• EXERCISE GOAL: Wherever "only" appears in a line of the listing, that line should be returned.

• RECORDS TO USE:

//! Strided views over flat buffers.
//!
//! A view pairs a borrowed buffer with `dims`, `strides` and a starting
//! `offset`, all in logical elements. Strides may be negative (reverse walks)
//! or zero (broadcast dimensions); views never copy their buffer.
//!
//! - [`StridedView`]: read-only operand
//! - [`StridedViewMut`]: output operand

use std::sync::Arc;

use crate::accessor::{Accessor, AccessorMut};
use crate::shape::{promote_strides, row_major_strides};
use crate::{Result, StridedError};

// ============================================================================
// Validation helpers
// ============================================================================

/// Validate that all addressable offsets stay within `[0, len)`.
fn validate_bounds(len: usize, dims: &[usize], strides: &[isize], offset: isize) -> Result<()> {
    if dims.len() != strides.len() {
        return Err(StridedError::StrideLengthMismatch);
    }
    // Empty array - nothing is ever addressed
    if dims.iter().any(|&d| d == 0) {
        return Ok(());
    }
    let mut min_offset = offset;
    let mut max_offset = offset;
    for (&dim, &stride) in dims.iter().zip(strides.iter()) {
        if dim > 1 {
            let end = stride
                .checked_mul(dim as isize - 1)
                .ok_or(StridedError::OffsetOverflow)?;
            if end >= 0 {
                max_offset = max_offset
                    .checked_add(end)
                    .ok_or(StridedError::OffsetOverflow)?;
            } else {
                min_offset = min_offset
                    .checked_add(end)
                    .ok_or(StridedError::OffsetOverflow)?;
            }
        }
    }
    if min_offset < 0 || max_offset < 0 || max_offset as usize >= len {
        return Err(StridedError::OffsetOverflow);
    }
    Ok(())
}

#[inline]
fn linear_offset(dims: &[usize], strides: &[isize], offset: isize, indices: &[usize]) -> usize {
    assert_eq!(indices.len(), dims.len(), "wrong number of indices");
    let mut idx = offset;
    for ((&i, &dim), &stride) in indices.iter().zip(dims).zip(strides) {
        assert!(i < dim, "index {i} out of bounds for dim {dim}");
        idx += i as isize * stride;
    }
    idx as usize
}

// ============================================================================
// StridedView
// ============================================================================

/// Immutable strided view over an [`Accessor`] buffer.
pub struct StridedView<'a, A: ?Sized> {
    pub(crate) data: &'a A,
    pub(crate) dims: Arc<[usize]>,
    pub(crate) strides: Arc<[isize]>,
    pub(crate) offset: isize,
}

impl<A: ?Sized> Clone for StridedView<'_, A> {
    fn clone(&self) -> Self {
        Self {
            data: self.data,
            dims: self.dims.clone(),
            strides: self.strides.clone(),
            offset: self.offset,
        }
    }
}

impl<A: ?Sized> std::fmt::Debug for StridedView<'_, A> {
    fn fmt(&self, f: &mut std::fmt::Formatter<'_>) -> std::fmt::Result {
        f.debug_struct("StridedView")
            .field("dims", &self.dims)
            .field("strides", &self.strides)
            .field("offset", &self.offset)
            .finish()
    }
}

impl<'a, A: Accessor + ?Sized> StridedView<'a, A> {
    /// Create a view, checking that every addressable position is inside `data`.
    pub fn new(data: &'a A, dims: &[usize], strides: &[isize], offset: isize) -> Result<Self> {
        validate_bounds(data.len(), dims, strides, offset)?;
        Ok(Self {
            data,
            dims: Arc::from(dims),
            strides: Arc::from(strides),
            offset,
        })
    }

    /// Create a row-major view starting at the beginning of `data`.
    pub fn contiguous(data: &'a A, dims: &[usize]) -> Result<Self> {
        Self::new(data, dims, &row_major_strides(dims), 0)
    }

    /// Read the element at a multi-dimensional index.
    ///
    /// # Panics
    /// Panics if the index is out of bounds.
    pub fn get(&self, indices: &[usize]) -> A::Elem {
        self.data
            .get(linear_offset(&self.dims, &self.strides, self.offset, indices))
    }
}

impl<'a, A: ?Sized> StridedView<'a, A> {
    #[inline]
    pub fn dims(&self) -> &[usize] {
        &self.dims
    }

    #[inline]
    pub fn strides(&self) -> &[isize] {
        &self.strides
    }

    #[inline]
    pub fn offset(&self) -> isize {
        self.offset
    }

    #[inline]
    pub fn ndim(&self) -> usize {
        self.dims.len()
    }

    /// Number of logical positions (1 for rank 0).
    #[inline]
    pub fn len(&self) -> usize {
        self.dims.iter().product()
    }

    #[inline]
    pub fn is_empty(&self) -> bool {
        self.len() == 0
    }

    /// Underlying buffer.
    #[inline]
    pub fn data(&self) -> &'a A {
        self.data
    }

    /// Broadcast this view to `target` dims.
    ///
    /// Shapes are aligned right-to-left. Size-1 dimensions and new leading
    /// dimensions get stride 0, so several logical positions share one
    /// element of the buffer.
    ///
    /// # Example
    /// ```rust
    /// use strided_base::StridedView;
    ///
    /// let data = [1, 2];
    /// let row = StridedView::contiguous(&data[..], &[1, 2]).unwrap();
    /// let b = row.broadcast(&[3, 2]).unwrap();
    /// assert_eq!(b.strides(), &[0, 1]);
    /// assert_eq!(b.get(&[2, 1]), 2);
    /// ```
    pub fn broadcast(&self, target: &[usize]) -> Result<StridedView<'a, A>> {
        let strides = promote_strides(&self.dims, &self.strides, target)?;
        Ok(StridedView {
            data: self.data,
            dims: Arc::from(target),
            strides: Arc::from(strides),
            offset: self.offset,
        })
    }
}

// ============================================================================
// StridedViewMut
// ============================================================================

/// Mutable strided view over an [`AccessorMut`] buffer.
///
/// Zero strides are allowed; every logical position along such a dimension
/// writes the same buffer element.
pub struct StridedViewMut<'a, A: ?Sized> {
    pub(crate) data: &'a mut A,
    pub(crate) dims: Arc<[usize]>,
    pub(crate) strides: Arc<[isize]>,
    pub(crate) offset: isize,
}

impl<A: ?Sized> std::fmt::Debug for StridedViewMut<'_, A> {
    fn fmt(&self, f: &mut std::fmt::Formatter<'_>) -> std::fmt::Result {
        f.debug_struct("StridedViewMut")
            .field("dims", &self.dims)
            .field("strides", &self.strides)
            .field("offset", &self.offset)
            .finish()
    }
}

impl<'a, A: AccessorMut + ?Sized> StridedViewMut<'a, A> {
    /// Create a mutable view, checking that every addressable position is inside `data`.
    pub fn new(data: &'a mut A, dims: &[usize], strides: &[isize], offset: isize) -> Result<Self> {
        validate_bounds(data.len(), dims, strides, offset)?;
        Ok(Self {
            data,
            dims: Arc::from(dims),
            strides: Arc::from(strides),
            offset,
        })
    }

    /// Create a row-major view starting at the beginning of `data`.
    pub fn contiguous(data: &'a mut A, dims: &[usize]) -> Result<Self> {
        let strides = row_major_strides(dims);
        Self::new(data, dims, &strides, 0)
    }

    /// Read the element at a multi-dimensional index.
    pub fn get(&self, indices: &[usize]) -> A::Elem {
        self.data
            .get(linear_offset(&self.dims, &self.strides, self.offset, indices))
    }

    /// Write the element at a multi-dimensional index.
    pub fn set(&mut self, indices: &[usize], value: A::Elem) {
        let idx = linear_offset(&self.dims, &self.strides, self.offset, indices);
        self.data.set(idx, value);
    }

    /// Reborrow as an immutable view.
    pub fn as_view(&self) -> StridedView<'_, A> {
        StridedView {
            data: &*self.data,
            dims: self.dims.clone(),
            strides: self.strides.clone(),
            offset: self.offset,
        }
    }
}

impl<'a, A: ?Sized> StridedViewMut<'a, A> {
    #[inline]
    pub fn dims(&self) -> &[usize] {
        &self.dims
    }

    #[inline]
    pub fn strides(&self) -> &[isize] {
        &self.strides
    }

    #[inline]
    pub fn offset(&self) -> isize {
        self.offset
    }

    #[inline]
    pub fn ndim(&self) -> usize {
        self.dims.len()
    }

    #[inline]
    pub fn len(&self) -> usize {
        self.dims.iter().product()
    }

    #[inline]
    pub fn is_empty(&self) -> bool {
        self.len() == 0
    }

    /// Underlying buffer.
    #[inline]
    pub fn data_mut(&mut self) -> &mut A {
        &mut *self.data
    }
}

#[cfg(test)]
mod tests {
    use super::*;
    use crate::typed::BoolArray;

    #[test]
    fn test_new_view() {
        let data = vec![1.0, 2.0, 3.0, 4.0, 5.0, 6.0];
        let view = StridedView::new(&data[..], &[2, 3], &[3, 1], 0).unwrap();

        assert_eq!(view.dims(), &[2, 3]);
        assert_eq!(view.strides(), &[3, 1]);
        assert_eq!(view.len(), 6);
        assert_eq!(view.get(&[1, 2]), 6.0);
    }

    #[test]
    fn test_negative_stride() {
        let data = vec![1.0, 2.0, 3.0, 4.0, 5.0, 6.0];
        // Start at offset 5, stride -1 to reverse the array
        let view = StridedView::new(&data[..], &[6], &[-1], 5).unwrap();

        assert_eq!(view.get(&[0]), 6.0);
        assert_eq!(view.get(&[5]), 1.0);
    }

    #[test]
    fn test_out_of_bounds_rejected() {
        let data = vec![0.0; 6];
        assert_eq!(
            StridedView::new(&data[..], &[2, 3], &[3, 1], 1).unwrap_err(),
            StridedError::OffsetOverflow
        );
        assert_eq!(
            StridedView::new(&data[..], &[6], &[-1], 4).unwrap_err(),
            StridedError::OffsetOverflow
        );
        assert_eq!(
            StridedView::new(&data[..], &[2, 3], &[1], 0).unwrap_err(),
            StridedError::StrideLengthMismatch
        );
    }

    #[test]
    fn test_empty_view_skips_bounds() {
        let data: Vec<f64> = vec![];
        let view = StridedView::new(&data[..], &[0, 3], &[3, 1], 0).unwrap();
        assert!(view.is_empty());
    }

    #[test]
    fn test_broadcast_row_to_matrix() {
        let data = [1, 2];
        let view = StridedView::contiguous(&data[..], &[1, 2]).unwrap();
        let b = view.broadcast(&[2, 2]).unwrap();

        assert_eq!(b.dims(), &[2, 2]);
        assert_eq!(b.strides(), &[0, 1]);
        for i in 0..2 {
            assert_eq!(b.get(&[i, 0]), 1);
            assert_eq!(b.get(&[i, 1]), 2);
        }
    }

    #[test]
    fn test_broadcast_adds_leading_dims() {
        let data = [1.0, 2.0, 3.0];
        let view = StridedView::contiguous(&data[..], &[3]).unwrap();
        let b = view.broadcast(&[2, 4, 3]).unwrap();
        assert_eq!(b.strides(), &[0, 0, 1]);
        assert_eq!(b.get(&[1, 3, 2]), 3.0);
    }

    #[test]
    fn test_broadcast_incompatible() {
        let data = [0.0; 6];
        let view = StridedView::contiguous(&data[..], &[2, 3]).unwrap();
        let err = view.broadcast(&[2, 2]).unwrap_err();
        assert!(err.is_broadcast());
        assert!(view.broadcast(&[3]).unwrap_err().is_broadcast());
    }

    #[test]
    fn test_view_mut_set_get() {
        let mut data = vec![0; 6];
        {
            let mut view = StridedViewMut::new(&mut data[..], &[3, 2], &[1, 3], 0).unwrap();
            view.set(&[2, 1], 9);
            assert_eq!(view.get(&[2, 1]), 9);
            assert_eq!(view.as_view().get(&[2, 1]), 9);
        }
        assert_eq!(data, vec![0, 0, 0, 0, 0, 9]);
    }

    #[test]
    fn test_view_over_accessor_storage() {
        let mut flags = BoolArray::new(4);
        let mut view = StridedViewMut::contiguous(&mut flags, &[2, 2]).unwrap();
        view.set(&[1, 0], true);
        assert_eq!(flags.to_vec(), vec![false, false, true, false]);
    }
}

--

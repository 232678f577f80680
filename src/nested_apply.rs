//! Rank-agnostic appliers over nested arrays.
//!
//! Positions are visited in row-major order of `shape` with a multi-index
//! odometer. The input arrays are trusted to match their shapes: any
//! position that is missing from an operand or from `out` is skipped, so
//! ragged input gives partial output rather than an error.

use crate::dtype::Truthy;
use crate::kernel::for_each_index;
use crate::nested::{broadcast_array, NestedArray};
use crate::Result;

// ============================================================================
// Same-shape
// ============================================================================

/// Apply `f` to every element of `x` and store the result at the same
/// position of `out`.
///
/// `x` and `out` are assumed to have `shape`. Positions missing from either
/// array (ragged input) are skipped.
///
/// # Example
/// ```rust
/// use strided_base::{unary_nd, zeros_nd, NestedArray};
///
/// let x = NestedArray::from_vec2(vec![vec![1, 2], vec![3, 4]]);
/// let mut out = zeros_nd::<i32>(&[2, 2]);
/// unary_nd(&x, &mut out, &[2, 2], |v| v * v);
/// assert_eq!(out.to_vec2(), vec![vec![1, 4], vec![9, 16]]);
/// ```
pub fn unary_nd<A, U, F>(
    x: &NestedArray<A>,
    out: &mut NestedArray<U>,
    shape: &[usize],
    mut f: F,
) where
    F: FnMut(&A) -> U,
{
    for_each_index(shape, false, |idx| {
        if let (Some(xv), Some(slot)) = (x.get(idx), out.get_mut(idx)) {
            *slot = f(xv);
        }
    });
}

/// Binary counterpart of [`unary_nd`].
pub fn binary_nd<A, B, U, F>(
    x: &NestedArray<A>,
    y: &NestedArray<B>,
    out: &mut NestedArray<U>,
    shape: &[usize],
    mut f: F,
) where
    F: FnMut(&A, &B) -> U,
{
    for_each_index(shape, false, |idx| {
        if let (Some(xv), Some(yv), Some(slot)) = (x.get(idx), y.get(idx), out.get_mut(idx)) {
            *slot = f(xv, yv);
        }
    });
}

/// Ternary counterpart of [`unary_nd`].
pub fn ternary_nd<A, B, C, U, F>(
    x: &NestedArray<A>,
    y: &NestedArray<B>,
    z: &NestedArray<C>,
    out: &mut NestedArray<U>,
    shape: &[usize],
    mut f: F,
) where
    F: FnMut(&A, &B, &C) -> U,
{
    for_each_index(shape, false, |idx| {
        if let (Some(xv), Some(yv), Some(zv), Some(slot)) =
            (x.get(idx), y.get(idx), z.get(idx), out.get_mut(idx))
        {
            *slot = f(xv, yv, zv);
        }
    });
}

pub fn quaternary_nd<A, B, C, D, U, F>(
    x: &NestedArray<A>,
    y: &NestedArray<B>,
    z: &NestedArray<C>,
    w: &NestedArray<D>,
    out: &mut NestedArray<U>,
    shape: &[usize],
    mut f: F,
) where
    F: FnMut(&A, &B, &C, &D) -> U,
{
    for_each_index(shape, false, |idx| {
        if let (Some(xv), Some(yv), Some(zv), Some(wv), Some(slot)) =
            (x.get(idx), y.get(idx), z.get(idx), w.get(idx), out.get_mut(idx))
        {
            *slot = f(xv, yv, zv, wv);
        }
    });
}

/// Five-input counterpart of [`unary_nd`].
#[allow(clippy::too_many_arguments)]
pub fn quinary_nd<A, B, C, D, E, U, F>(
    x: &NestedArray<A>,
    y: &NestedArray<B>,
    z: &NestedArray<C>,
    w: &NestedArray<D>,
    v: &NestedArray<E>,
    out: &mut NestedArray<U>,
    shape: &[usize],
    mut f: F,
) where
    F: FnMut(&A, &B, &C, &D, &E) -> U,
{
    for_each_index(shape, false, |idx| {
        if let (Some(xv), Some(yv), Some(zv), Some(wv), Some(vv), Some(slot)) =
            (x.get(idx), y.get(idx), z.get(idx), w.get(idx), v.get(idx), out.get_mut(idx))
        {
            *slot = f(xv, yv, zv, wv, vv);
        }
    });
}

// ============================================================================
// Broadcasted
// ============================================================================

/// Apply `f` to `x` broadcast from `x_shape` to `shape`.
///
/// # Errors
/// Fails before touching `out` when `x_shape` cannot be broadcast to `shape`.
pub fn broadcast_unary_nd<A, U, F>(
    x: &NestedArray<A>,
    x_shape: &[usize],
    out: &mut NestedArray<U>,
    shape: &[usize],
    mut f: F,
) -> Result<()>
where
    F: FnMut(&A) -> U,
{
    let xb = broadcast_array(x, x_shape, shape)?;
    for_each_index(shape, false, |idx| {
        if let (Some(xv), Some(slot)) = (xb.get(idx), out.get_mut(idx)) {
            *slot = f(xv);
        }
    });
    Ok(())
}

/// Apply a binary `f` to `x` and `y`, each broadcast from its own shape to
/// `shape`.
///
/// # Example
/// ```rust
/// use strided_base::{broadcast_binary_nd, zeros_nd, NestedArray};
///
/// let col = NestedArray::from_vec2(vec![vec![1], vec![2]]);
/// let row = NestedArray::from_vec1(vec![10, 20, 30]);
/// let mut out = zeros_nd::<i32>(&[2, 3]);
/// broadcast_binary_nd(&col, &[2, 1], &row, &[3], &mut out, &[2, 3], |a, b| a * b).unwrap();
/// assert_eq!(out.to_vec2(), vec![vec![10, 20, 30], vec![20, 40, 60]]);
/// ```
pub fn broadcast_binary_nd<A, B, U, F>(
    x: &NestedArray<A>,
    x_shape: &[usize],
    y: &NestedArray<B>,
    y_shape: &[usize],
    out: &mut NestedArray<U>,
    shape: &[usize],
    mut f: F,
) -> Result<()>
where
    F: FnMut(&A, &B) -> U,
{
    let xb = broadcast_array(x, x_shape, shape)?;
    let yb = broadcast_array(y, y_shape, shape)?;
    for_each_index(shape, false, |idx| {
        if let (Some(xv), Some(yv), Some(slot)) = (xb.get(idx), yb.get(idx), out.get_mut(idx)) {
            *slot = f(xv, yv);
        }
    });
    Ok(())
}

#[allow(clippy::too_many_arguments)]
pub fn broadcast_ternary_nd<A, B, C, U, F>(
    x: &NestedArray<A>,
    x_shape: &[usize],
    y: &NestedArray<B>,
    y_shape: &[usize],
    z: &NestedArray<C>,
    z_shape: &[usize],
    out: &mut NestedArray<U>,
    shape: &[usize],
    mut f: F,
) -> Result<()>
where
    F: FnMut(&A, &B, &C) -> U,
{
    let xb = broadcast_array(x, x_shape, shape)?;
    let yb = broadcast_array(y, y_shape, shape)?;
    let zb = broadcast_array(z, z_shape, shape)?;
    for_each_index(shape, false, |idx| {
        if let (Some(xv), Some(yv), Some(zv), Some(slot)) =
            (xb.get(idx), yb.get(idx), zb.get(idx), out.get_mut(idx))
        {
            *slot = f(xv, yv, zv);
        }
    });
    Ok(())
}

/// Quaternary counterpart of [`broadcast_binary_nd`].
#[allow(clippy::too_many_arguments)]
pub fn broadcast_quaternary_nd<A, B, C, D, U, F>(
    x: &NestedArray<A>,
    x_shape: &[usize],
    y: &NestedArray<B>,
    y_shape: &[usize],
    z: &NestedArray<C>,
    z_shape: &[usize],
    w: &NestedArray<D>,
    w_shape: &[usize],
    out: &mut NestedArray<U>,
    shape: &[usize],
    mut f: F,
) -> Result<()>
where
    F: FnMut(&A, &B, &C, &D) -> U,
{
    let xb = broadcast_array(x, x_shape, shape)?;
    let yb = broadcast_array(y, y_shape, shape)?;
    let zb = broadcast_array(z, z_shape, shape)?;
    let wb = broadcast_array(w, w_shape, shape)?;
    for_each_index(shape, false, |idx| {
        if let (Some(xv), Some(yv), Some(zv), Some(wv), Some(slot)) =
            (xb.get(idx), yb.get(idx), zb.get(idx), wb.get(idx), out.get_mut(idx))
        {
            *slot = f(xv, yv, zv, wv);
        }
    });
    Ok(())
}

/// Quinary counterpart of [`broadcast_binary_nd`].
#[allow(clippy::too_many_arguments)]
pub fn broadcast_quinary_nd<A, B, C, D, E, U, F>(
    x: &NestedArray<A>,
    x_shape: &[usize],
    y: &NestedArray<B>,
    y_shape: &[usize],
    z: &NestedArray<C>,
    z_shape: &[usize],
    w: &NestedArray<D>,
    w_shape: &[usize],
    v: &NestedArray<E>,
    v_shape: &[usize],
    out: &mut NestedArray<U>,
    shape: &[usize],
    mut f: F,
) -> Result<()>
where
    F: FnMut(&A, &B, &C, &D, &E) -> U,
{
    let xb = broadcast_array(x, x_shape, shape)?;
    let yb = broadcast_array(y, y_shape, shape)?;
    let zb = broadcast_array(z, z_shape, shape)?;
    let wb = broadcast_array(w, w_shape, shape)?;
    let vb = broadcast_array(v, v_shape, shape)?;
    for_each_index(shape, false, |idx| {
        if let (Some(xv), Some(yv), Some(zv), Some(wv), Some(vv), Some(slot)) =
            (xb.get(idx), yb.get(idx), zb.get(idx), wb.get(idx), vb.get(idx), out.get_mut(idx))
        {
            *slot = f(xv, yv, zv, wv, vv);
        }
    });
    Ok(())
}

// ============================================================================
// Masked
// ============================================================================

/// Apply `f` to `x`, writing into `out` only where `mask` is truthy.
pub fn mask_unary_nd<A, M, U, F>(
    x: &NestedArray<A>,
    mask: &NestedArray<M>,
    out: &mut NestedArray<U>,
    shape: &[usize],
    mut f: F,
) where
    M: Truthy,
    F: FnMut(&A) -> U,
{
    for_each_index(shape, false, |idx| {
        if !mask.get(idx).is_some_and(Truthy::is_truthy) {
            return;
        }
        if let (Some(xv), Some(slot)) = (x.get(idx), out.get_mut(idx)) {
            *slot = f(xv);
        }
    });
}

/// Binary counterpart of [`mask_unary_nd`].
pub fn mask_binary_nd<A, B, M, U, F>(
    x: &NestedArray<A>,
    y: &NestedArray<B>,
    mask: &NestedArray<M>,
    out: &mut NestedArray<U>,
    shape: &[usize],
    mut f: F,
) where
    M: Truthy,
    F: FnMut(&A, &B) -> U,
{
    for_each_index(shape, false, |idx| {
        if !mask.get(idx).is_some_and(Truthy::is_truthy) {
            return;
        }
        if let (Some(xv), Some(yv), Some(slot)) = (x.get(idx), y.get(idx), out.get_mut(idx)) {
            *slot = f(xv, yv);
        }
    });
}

• EXERCISE RESPONSE:
//! - [`StridedView`]: read-only operand
/// Apply `f` to `x`, writing into `out` only where `mask` is truthy.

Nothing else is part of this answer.